Because of this growth, hospitals need to think globally, but act locally. Thinking globally is more than just recognizing we need to break out the sanitizer when someone sneezes. It’s about exercising understanding, tolerance, and empathy in our communication with others; although there are many worldviews, there is only one world through which we are all connected. When we take this approach, it becomes hard to draw lines in the sand that separate us from other people.

Technology in the Field

Hospitals have many unique challenges because of the constant need to protect and ensure their patients’ information remains private. This, however, does not diminish the need for healthcare organizations to employ technologies that create zero distance. In healthcare, the phrase “zerodistance” refers to having no physical restraints on the ability to communicate, as well as to be able to manage patient data.

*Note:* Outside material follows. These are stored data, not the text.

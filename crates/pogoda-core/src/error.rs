//! Error hierarchy for Pogoda.
//!
//! Every leaf error carries a `user_message()` suitable for printing to the
//! terminal; the `Display` text keeps the technical detail for logs.

use thiserror::Error;

/// Top-level application error type.
#[derive(Debug, Error)]
pub enum AppError {
    #[error("Network error: {0}")]
    Network(#[from] NetworkError),

    #[error("Configuration error: {0}")]
    Config(#[from] ConfigError),

    #[error("Weather service error: {0}")]
    Weather(#[from] WeatherError),

    #[error("IO error: {0}")]
    Io(#[from] std::io::Error),

    /// Errors mapped from the UI service layer that fit no other category
    #[error("Service error: {0}")]
    Service(String),

    #[error("{0}")]
    Other(#[from] anyhow::Error),
}

impl AppError {
    pub fn user_message(&self) -> &'static str {
        match self {
            AppError::Network(e) => e.user_message(),
            AppError::Config(e) => e.user_message(),
            AppError::Weather(e) => e.user_message(),
            AppError::Io(_) => "A file operation failed. Please try again.",
            AppError::Service(_) => "Something went wrong. Please try again.",
            AppError::Other(_) => "An unexpected error occurred. Please try again.",
        }
    }
}

/// Network-related errors (HTTP, connectivity).
#[derive(Debug, Error)]
pub enum NetworkError {
    #[error("Connection failed: {0}")]
    ConnectionFailed(String),

    #[error("Request timed out")]
    Timeout,

    #[error("Server error: {status} - {message}")]
    ServerError { status: u16, message: String },

    #[error("Invalid response: {0}")]
    InvalidResponse(String),
}

impl NetworkError {
    pub fn user_message(&self) -> &'static str {
        match self {
            NetworkError::ConnectionFailed(_) => {
                "Unable to connect. Check your internet connection."
            }
            NetworkError::Timeout => "The request timed out. Please try again.",
            NetworkError::ServerError { status, .. } if *status >= 500 => {
                "The server is experiencing issues. Please try again later."
            }
            NetworkError::ServerError { .. } => "The request failed. Please try again.",
            NetworkError::InvalidResponse(_) => {
                "Received an unexpected response. Please try again."
            }
        }
    }
}

/// Configuration errors.
#[derive(Debug, Error)]
pub enum ConfigError {
    #[error("Invalid configuration: {0}")]
    Invalid(String),

    #[error("Configuration parse error: {0}")]
    ParseError(String),

    #[error("Missing required setting: {0}")]
    MissingSetting(String),
}

impl ConfigError {
    pub fn user_message(&self) -> &'static str {
        match self {
            ConfigError::Invalid(_) => "Invalid configuration. Check your settings.",
            ConfigError::ParseError(_) => "Configuration file is malformed. Check your settings.",
            ConfigError::MissingSetting(_) => "A required setting is missing. Check your settings.",
        }
    }
}

/// Weather lookup errors as seen by the application.
#[derive(Debug, Error)]
pub enum WeatherError {
    #[error("No city given")]
    EmptyCity,

    #[error("City not found: {0}")]
    CityNotFound(String),

    #[error("Weather API error: {0}")]
    ApiError(String),

    #[error("Invalid API key")]
    InvalidApiKey,

    #[error("Service unavailable")]
    ServiceUnavailable,

    #[error("Invalid weather data: {0}")]
    InvalidData(String),
}

impl WeatherError {
    pub fn user_message(&self) -> &'static str {
        match self {
            WeatherError::EmptyCity => "Enter a city",
            WeatherError::CityNotFound(_) => "Error: check the city name",
            WeatherError::ApiError(_) => "Weather service error. Please try again.",
            WeatherError::InvalidApiKey => "Weather API key is invalid. Check settings.",
            WeatherError::ServiceUnavailable => {
                "Weather service unavailable. Please try again later."
            }
            WeatherError::InvalidData(_) => "Weather service sent unreadable data.",
        }
    }
}

/// Extension trait for converting reqwest errors to our error types.
pub trait ReqwestErrorExt {
    fn into_network_error(self) -> NetworkError;
}

impl ReqwestErrorExt for reqwest::Error {
    fn into_network_error(self) -> NetworkError {
        if self.is_timeout() {
            NetworkError::Timeout
        } else if self.is_decode() {
            NetworkError::InvalidResponse(self.to_string())
        } else if let Some(status) = self.status() {
            NetworkError::ServerError {
                status: status.as_u16(),
                message: self.to_string(),
            }
        } else {
            NetworkError::ConnectionFailed(self.to_string())
        }
    }
}
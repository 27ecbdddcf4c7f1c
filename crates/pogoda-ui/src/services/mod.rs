pub mod weather_service;

pub use weather_service::{
    request_fetch as request_weather_fetch, FetchRequest, WeatherError, WeatherServiceMessage,
};
use crate::services::weather_service::WeatherError as UiWeatherError;
use pogoda_core::{AppError, NetworkError, WeatherError};

impl From<UiWeatherError> for AppError {
    fn from(e: UiWeatherError) -> Self {
        match e {
            UiWeatherError::EmptyCity => AppError::Weather(WeatherError::EmptyCity),
            UiWeatherError::CityNotFound(s) => AppError::Weather(WeatherError::CityNotFound(s)),
            UiWeatherError::InvalidApiKey => AppError::Weather(WeatherError::InvalidApiKey),
            UiWeatherError::Api { status, .. } if status >= 500 => {
                AppError::Weather(WeatherError::ServiceUnavailable)
            }
            UiWeatherError::Api { status, message } => {
                AppError::Weather(WeatherError::ApiError(format!("{}: {}", status, message)))
            }
            UiWeatherError::Timeout => AppError::Network(NetworkError::Timeout),
            UiWeatherError::Network(s) => AppError::Network(NetworkError::ConnectionFailed(s)),
            UiWeatherError::InvalidData(s) => AppError::Weather(WeatherError::InvalidData(s)),
            UiWeatherError::NotInitialized => AppError::Weather(WeatherError::ServiceUnavailable),
        }
    }
}
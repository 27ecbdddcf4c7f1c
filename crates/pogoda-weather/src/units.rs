//! Display units and the single place wind speed gets converted.

use std::fmt;
use std::str::FromStr;

use serde::{Deserialize, Serialize};

use crate::types::WeatherError;

/// Miles per hour to metres per second
pub const IMPERIAL_WIND_FACTOR: f64 = 0.44704;

/// Unit system requested from the API and used for display
#[derive(Debug, Clone, Copy, PartialEq, Eq, Serialize, Deserialize, Default)]
#[serde(rename_all = "lowercase")]
pub enum Units {
    #[default]
    Metric,
    Imperial,
}

impl Units {
    /// Value of the `units` query parameter.
    pub fn as_query(&self) -> &'static str {
        match self {
            Self::Metric => "metric",
            Self::Imperial => "imperial",
        }
    }

    pub fn temperature_suffix(&self) -> &'static str {
        match self {
            Self::Metric => "°C",
            Self::Imperial => "°F",
        }
    }

    /// Wind is always shown in m/s; imperial speeds are converted by [`convert_wind`].
    pub fn wind_suffix(&self) -> &'static str {
        "m/s"
    }
}

impl fmt::Display for Units {
    fn fmt(&self, f: &mut fmt::Formatter<'_>) -> fmt::Result {
        f.write_str(self.as_query())
    }
}

impl FromStr for Units {
    type Err = WeatherError;

    fn from_str(s: &str) -> Result<Self, Self::Err> {
        match s.trim().to_lowercase().as_str() {
            "metric" => Ok(Self::Metric),
            "imperial" => Ok(Self::Imperial),
            other => Err(WeatherError::Parse(format!("unknown units: {}", other))),
        }
    }
}

/// Convert an upstream wind speed to m/s. The API reports mph for imperial requests.
///
/// Both the current-weather and the hourly paths go through here.
pub fn convert_wind(speed: f64, units: Units) -> f64 {
    match units {
        Units::Metric => speed,
        Units::Imperial => speed * IMPERIAL_WIND_FACTOR,
    }
}
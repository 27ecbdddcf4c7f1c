//! View state for one city's weather: current conditions, the daily list and the chart.

use pogoda_core::AppError;
use pogoda_weather::{CurrentWeather, DaySummary, HourlySeries, Metric, Units};

use crate::services::weather_service::{WeatherError, WeatherServiceMessage};

/// One line of the daily forecast list, already formatted for display.
#[derive(Debug, Clone, PartialEq, Eq)]
pub struct ForecastRow {
    pub date: String,
    pub temp_min: String,
    pub temp_max: String,
    pub desc: String,
    pub pop: String,
}

impl From<&DaySummary> for ForecastRow {
    fn from(day: &DaySummary) -> Self {
        Self {
            date: day.day_key.clone(),
            temp_min: format!("{:.1}", day.min_temperature),
            temp_max: format!("{:.1}", day.max_temperature),
            desc: day.description.clone(),
            pop: format!("{:.0}", day.max_precip_probability),
        }
    }
}

/// Chart state. `data_points` and `times` always come from the same series.
#[derive(Debug, Clone, Default)]
pub struct ChartModel {
    graph_type: Metric,
    units: Units,
    series: HourlySeries,
    data_points: Vec<f64>,
    times: Vec<String>,
    revision: u64,
}

impl ChartModel {
    pub fn new(graph_type: &str) -> Self {
        Self {
            graph_type: Metric::from_name(graph_type),
            ..Self::default()
        }
    }

    pub fn graph_type(&self) -> Metric {
        self.graph_type
    }

    pub fn units(&self) -> Units {
        self.units
    }

    pub fn data_points(&self) -> &[f64] {
        &self.data_points
    }

    pub fn times(&self) -> &[String] {
        &self.times
    }

    /// Bumped every time the chart needs repainting
    pub fn revision(&self) -> u64 {
        self.revision
    }

    /// Switch the displayed metric. Unknown names show wind.
    pub fn set_graph_type(&mut self, name: &str) {
        self.graph_type = Metric::from_name(name);
        self.refresh();
    }

    /// Replace the underlying series, keeping the current graph type
    pub fn set_series(&mut self, series: HourlySeries, units: Units) {
        self.series = series;
        self.units = units;
        self.refresh();
    }

    fn refresh(&mut self) {
        let (values, labels) = self.series.select(self.graph_type);
        self.data_points = values.to_vec();
        self.times = labels.to_vec();
        self.revision += 1;
    }
}

#[derive(Debug, Default)]
pub struct WeatherModel {
    loading: bool,
    has_data: bool,
    error_message: String,
    // Current weather
    city: String,
    temperature: String,
    description: String,
    humidity: String,
    wind: String,
    forecast: Vec<ForecastRow>,
    chart: ChartModel,
    generation: u64,
}

impl WeatherModel {
    pub fn new(graph_type: &str) -> Self {
        Self {
            chart: ChartModel::new(graph_type),
            ..Self::default()
        }
    }

    pub fn loading(&self) -> bool {
        self.loading
    }

    /// True while a current-weather block is available for display
    pub fn has_data(&self) -> bool {
        self.has_data
    }

    pub fn error_message(&self) -> &str {
        &self.error_message
    }

    /// Current-weather lines in display order
    pub fn current_lines(&self) -> [&str; 5] {
        [
            self.city.as_str(),
            self.temperature.as_str(),
            self.description.as_str(),
            self.humidity.as_str(),
            self.wind.as_str(),
        ]
    }

    pub fn forecast(&self) -> &[ForecastRow] {
        &self.forecast
    }

    pub fn chart(&self) -> &ChartModel {
        &self.chart
    }

    pub fn set_graph_type(&mut self, name: &str) {
        self.chart.set_graph_type(name);
    }

    /// Start a new request and return its generation. Results of older requests are ignored.
    pub fn begin_request(&mut self) -> u64 {
        self.generation += 1;
        self.loading = true;
        self.error_message.clear();
        self.generation
    }

    /// Show an error without any request, e.g. when no city was given.
    pub fn show_error(&mut self, error: WeatherError) {
        self.error_message = message_for(error);
    }

    /// Apply a service result. Returns false when the result belongs to a superseded request.
    pub fn apply(&mut self, message: WeatherServiceMessage) -> bool {
        match message {
            WeatherServiceMessage::FetchDone {
                generation,
                units,
                current,
                forecast,
            } => {
                if generation != self.generation {
                    tracing::debug!(
                        "Dropping stale weather result {} (latest {})",
                        generation,
                        self.generation
                    );
                    return false;
                }

                self.loading = false;

                match current {
                    Ok(current) => self.update_current(&current, units),
                    Err(e) => {
                        tracing::error!("Failed to fetch current weather: {}", e);
                        self.has_data = false;
                        self.error_message = message_for(e);
                    }
                }

                match forecast {
                    Ok(forecast) => {
                        self.forecast = forecast.days.iter().map(ForecastRow::from).collect();
                        self.chart.set_series(forecast.hourly, units);
                    }
                    Err(e) => {
                        tracing::error!("Failed to fetch forecast: {}", e);
                        self.forecast.clear();
                        self.chart.set_series(HourlySeries::default(), units);
                        if self.error_message.is_empty() {
                            self.error_message = message_for(e);
                        }
                    }
                }

                true
            }
        }
    }

    fn update_current(&mut self, current: &CurrentWeather, units: Units) {
        self.city = format!("City: {}", current.city);
        self.temperature = format!(
            "Temperature: {}{}",
            current.temperature,
            units.temperature_suffix()
        );
        self.description = format!("Description: {}", current.description);
        self.humidity = format!("Humidity: {}%", current.humidity);
        self.wind = format!("Wind: {:.1} {}", current.wind_speed, units.wind_suffix());
        self.has_data = true;
    }
}

fn message_for(error: WeatherError) -> String {
    AppError::from(error).user_message().to_string()
}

There should be zero distance between my language and yours, zero distance between an X-ray taken in a rural hospital and the metro-based expert who can interpret it, and zero distance between my family doctor’s medical records and the physician I’m immediately in contact with when my body is in a clinic in Morocco.

The technology required to achieve this demands continuously improving networks, end-user devices, and software to create the virtual presence and intelligence necessary for a zero-distance world. Patient privacy is important, but the ability to access any and all information that could aid in a medical situation and communicate outside of a patient’s common medical facilities is also crucial.

Regardless of this talk about virtual presence and zero distance, a clinician cannot put a cast on me over the web, although he could check my blood pressure. What it comes down to is that hospitals need to act locally to positively impact the health of their communities. The question is: are you acting locally while seeing the global trends in technology and practice that improve patient care?

Effects of Natural Disasters and Preparedness

Natural disasters cause problems for everyone and everything, and hospitals and physicians are not excluded. Between the damage inflicted upon New Orleans several years ago with Hurricane Katrina and, most recently, Hurricane Sandy on New York, for example, politics, cost, and the technology available can all play an important role in the quantity and quality of support hospitals can anticipate.

In the Marines, we were taught to identify our weak areas, plan for the worst, and anticipate the next move. If you can’t fix all your weak areas, then at least pick one to focus on; do that one thing right. Whether your clinic grapples with language barriers, struggles to provide information to other healthcare providers, or has trouble anticipating the needs of your patients in disaster situations, zone in on the problem. The people in your care deserve the strongest treatment you can provide, no matter their differences or difficulties.

In order for hospitals to be able to do their best, they need to have global access they can utilize on a local scale. This means gaining access to resources and constantly improving technology in order to maximize the benefits for their patients. Language or location should never inhibit patients’ ability to acquire the best care possible. The U.S. truly is a melting pot of cultures, beliefs, and languages, and our hospitals should reflect this truth as clearly as any place can.